*** Opening Extracted material ***

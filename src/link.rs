//! 링크 (서버 하나당 UDP 소켓 하나)
//!
//! 전송 중에는 워커 하나만 사용. 소켓은 connect 하지 않고 송신자 주소로 걸러냄
//! (connect 된 소켓은 ICMP unreachable을 recv 에러로 돌려주기 때문)

use std::net::{IpAddr, Ipv4Addr, Ipv6Addr, SocketAddr};
use std::sync::Arc;

use tokio::net::UdpSocket;
use tokio::time::Instant;
use tracing::trace;

use crate::chunk::LinkId;
use crate::packet::{self, PacketHeader};
use crate::Result;

/// 링크 엔드포인트
#[derive(Debug, Clone)]
pub struct LinkEndpoint {
    /// 링크 ID
    id: LinkId,

    /// 로컬 소켓
    socket: Arc<UdpSocket>,

    /// 서버 주소
    remote_addr: SocketAddr,
}

impl LinkEndpoint {
    /// 서버 주소와 같은 주소 체계의 임의 포트에 바인드
    pub async fn bind(id: LinkId, remote_addr: SocketAddr) -> Result<Self> {
        let local_ip = match remote_addr.ip() {
            IpAddr::V4(_) => IpAddr::V4(Ipv4Addr::UNSPECIFIED),
            IpAddr::V6(_) => IpAddr::V6(Ipv6Addr::UNSPECIFIED),
        };
        Self::bind_with(id, SocketAddr::new(local_ip, 0), remote_addr).await
    }

    /// 지정한 로컬 주소에 바인드
    pub async fn bind_with(
        id: LinkId,
        local_addr: SocketAddr,
        remote_addr: SocketAddr,
    ) -> Result<Self> {
        let socket = UdpSocket::bind(local_addr).await?;
        Ok(Self {
            id,
            socket: Arc::new(socket),
            remote_addr,
        })
    }

    pub fn id(&self) -> LinkId {
        self.id
    }

    pub fn remote_addr(&self) -> SocketAddr {
        self.remote_addr
    }

    pub fn local_addr(&self) -> Result<SocketAddr> {
        Ok(self.socket.local_addr()?)
    }

    /// 원시 데이터그램 송신
    pub async fn send(&self, bytes: &[u8]) -> Result<()> {
        self.socket.send_to(bytes, self.remote_addr).await?;
        Ok(())
    }

    /// 요청 인코딩 후 송신
    pub async fn send_request(&self, header: &PacketHeader) -> Result<()> {
        let bytes = packet::encode(header, &[])?;
        self.send(&bytes).await
    }

    /// 서버에서 온 데이터그램 하나 수신 (다른 주소는 버림)
    pub async fn recv(&self, buf: &mut [u8]) -> Result<usize> {
        loop {
            let (len, from) = self.socket.recv_from(buf).await?;
            if from == self.remote_addr {
                return Ok(len);
            }
            trace!("링크 {}: 알 수 없는 송신자 {} 무시", self.id, from);
        }
    }

    /// 마감 시각까지 수신. 마감이 지나면 Ok(None)
    pub async fn recv_until(&self, buf: &mut [u8], deadline: Instant) -> Result<Option<usize>> {
        match tokio::time::timeout_at(deadline, self.recv(buf)).await {
            Ok(result) => result.map(Some),
            Err(_) => Ok(None),
        }
    }
}
//! RDTP 서버 - 참조 응답자
//!
//! 메모리에 올린 파일로 목록/크기/범위 요청에 응답
//! - 파일을 지정하지 않으면 5000바이트 'A' 샘플 파일 하나를 제공
//! - 손실률 옵션으로 불안정 네트워크 흉내
//!
//! 사용법:
//!   cargo run --release --bin rdtp-server -- [OPTIONS]
//!
//! 예시:
//!   # 샘플 파일 제공
//!   cargo run --release --bin rdtp-server -- --bind 0.0.0.0:9000
//!
//!   # 파일 두 개 + 10% 손실
//!   cargo run --release --bin rdtp-server -- -f a.bin -f b.bin --loss 0.1

use std::net::SocketAddr;
use std::path::PathBuf;

use clap::Parser;
use tracing::{info, warn};
use tracing_subscriber::{EnvFilter, FmtSubscriber};

use rdtp::{HostedFile, Responder};

/// RDTP 참조 서버
#[derive(Parser, Debug)]
#[command(name = "rdtp-server")]
#[command(version)]
#[command(about = "RDTP reference responder - serves in-memory files over UDP")]
struct Args {
    /// 바인드 주소
    #[arg(short, long, default_value = "0.0.0.0:9000")]
    bind: SocketAddr,

    /// 제공할 파일 (여러 번 지정 가능, ID는 1부터 순서대로)
    #[arg(short, long = "file")]
    files: Vec<PathBuf>,

    /// 응답 손실률 0.0~1.0
    #[arg(long, default_value_t = 0.0)]
    loss: f64,

    /// 로그 상세도 (-v, -vv)
    #[arg(short, long, action = clap::ArgAction::Count)]
    verbose: u8,
}

fn init_tracing(verbose: u8) -> Result<(), Box<dyn std::error::Error>> {
    let filter = match verbose {
        0 => "info",
        1 => "debug",
        _ => "trace",
    };
    let subscriber = FmtSubscriber::builder()
        .with_env_filter(
            EnvFilter::try_from_default_env().unwrap_or_else(|_| EnvFilter::new(filter)),
        )
        .finish();
    tracing::subscriber::set_global_default(subscriber)?;
    Ok(())
}

async fn load_files(paths: &[PathBuf]) -> Result<Vec<HostedFile>, Box<dyn std::error::Error>> {
    if paths.is_empty() {
        return Ok(vec![HostedFile::new(1, "sample.txt", vec![b'A'; 5000])]);
    }

    let mut files = Vec::with_capacity(paths.len());
    for (i, path) in paths.iter().enumerate() {
        let id = u8::try_from(i + 1).map_err(|_| "too many files (max 255)")?;
        let data = tokio::fs::read(path).await?;
        if u32::try_from(data.len()).is_err() {
            return Err(format!("{:?} is larger than 4 GiB", path).into());
        }
        let name = path
            .file_name()
            .map(|n| n.to_string_lossy().into_owned())
            .unwrap_or_else(|| path.display().to_string());
        files.push(HostedFile::new(id, name, data));
    }
    Ok(files)
}

#[tokio::main]
async fn main() -> Result<(), Box<dyn std::error::Error>> {
    let args = Args::parse();
    init_tracing(args.verbose)?;

    info!("RDTP Server starting...");

    let files = load_files(&args.files).await?;
    for file in &files {
        info!("  [{}] {} ({} bytes)", file.id, file.name, file.data.len());
    }

    let responder = Responder::new(files).with_loss_rate(args.loss);
    if args.loss > 0.0 {
        info!("Simulated loss rate: {:.1}%", args.loss * 100.0);
    }

    let (local_addr, responder, handle) = responder.spawn(args.bind).await?;
    info!("Listening on {}", local_addr);

    tokio::select! {
        result = handle => {
            match result {
                Ok(Ok(())) => {}
                Ok(Err(e)) => warn!("응답자 종료: {}", e),
                Err(e) => warn!("응답자 태스크 실패: {}", e),
            }
        }
        _ = tokio::signal::ctrl_c() => {
            info!("Shutting down...");
        }
    }

    info!(
        "Responses served: {}, dropped: {}",
        responder.served(),
        responder.dropped()
    );
    Ok(())
}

*** Closing Extracted material ***

* [Task description] The records above are to be duplicated word for word.

* [Finished exercise]
filename src/link.rs
//! 링크 (서버 하나당 UDP 소켓 하나)
//!
//! 전송 중에는 워커 하나만 사용. 소켓은 connect 하지 않고 송신자 주소로 걸러냄
//! (connect 된 소켓은 ICMP unreachable을 recv 에러로 돌려주기 때문)

use std::net::{IpAddr, Ipv4Addr, Ipv6Addr, SocketAddr};
use std::sync::Arc;

use tokio::net::UdpSocket;
use tokio::time::Instant;
use tracing::trace;

use crate::chunk::LinkId;
use crate::packet::{self, PacketHeader};
use crate::Result;

/// 링크 엔드포인트
#[derive(Debug, Clone)]
pub struct LinkEndpoint {
    /// 링크 ID
    id: LinkId,

    /// 로컬 소켓
    socket: Arc<UdpSocket>,

    /// 서버 주소
    remote_addr: SocketAddr,
}

impl LinkEndpoint {
    /// 서버 주소와 같은 주소 체계의 임의 포트에 바인드
    pub async fn bind(id: LinkId, remote_addr: SocketAddr) -> Result<Self> {
        let local_ip = match remote_addr.ip() {
            IpAddr::V4(_) => IpAddr::V4(Ipv4Addr::UNSPECIFIED),
            IpAddr::V6(_) => IpAddr::V6(Ipv6Addr::UNSPECIFIED),
        };
        Self::bind_with(id, SocketAddr::new(local_ip, 0), remote_addr).await
    }

    /// 지정한 로컬 주소에 바인드
    pub async fn bind_with(
        id: LinkId,
        local_addr: SocketAddr,
        remote_addr: SocketAddr,
    ) -> Result<Self> {
        let socket = UdpSocket::bind(local_addr).await?;
        Ok(Self {
            id,
            socket: Arc::new(socket),
            remote_addr,
        })
    }

    pub fn id(&self) -> LinkId {
        self.id
    }

    pub fn remote_addr(&self) -> SocketAddr {
        self.remote_addr
    }

    pub fn local_addr(&self) -> Result<SocketAddr> {
        Ok(self.socket.local_addr()?)
    }

    /// 원시 데이터그램 송신
    pub async fn send(&self, bytes: &[u8]) -> Result<()> {
        self.socket.send_to(bytes, self.remote_addr).await?;
        Ok(())
    }

    /// 요청 인코딩 후 송신
    pub async fn send_request(&self, header: &PacketHeader) -> Result<()> {
        let bytes = packet::encode(header, &[])?;
        self.send(&bytes).await
    }

    /// 서버에서 온 데이터그램 하나 수신 (다른 주소는 버림)
    pub async fn recv(&self, buf: &mut [u8]) -> Result<usize> {
        loop {
            let (len, from) = self.socket.recv_from(buf).await?;
            if from == self.remote_addr {
                return Ok(len);
            }
            trace!("링크 {}: 알 수 없는 송신자 {} 무시", self.id, from);
        }
    }

    /// 마감 시각까지 수신. 마감이 지나면 Ok(None)
    pub async fn recv_until(&self, buf: &mut [u8], deadline: Instant) -> Result<Option<usize>> {
        match tokio::time::timeout_at(deadline, self.recv(buf)).await {
            Ok(result) => result.map(Some),
            Err(_) => Ok(None),
        }
    }
}
//! RDTP 서버 - 참조 응답자
//!
//! 메모리에 올린 파일로 목록/크기/범위 요청에 응답
//! - 파일을 지정하지 않으면 5000바이트 'A' 샘플 파일 하나를 제공
//! - 손실률 옵션으로 불안정 네트워크 흉내
//!
//! 사용법:
//!   cargo run --release --bin rdtp-server -- [OPTIONS]
//!
//! 예시:
//!   # 샘플 파일 제공
//!   cargo run --release --bin rdtp-server -- --bind 0.0.0.0:9000
//!
//!   # 파일 두 개 + 10% 손실
//!   cargo run --release --bin rdtp-server -- -f a.bin -f b.bin --loss 0.1

use std::net::SocketAddr;
use std::path::PathBuf;

use clap::Parser;
use tracing::{info, warn};
use tracing_subscriber::{EnvFilter, FmtSubscriber};

use rdtp::{HostedFile, Responder};

/// RDTP 참조 서버
#[derive(Parser, Debug)]
#[command(name = "rdtp-server")]
#[command(version)]
#[command(about = "RDTP reference responder - serves in-memory files over UDP")]
struct Args {
    /// 바인드 주소
    #[arg(short, long, default_value = "0.0.0.0:9000")]
    bind: SocketAddr,

    /// 제공할 파일 (여러 번 지정 가능, ID는 1부터 순서대로)
    #[arg(short, long = "file")]
    files: Vec<PathBuf>,

    /// 응답 손실률 0.0~1.0
    #[arg(long, default_value_t = 0.0)]
    loss: f64,

    /// 로그 상세도 (-v, -vv)
    #[arg(short, long, action = clap::ArgAction::Count)]
    verbose: u8,
}

fn init_tracing(verbose: u8) -> Result<(), Box<dyn std::error::Error>> {
    let filter = match verbose {
        0 => "info",
        1 => "debug",
        _ => "trace",
    };
    let subscriber = FmtSubscriber::builder()
        .with_env_filter(
            EnvFilter::try_from_default_env().unwrap_or_else(|_| EnvFilter::new(filter)),
        )
        .finish();
    tracing::subscriber::set_global_default(subscriber)?;
    Ok(())
}

async fn load_files(paths: &[PathBuf]) -> Result<Vec<HostedFile>, Box<dyn std::error::Error>> {
    if paths.is_empty() {
        return Ok(vec![HostedFile::new(1, "sample.txt", vec![b'A'; 5000])]);
    }

    let mut files = Vec::with_capacity(paths.len());
    for (i, path) in paths.iter().enumerate() {
        let id = u8::try_from(i + 1).map_err(|_| "too many files (max 255)")?;
        let data = tokio::fs::read(path).await?;
        if u32::try_from(data.len()).is_err() {
            return Err(format!("{:?} is larger than 4 GiB", path).into());
        }
        let name = path
            .file_name()
            .map(|n| n.to_string_lossy().into_owned())
            .unwrap_or_else(|| path.display().to_string());
        files.push(HostedFile::new(id, name, data));
    }
    Ok(files)
}

#[tokio::main]
async fn main() -> Result<(), Box<dyn std::error::Error>> {
    let args = Args::parse();
    init_tracing(args.verbose)?;

    info!("RDTP Server starting...");

    let files = load_files(&args.files).await?;
    for file in &files {
        info!("  [{}] {} ({} bytes)", file.id, file.name, file.data.len());
    }

    let responder = Responder::new(files).with_loss_rate(args.loss);
    if args.loss > 0.0 {
        info!("Simulated loss rate: {:.1}%", args.loss * 100.0);
    }

    let (local_addr, responder, handle) = responder.spawn(args.bind).await?;
    info!("Listening on {}", local_addr);

    tokio::select! {
        result = handle => {
            match result {
                Ok(Ok(())) => {}
                Ok(Err(e)) => warn!("응답자 종료: {}", e),
                Err(e) => warn!("응답자 태스크 실패: {}", e),
            }
        }
        _ = tokio::signal::ctrl_c() => {
            info!("Shutting down...");
        }
    }

    info!(
        "Responses served: {}, dropped: {}",
        responder.served(),
        responder.dropped()
    );
    Ok(())
}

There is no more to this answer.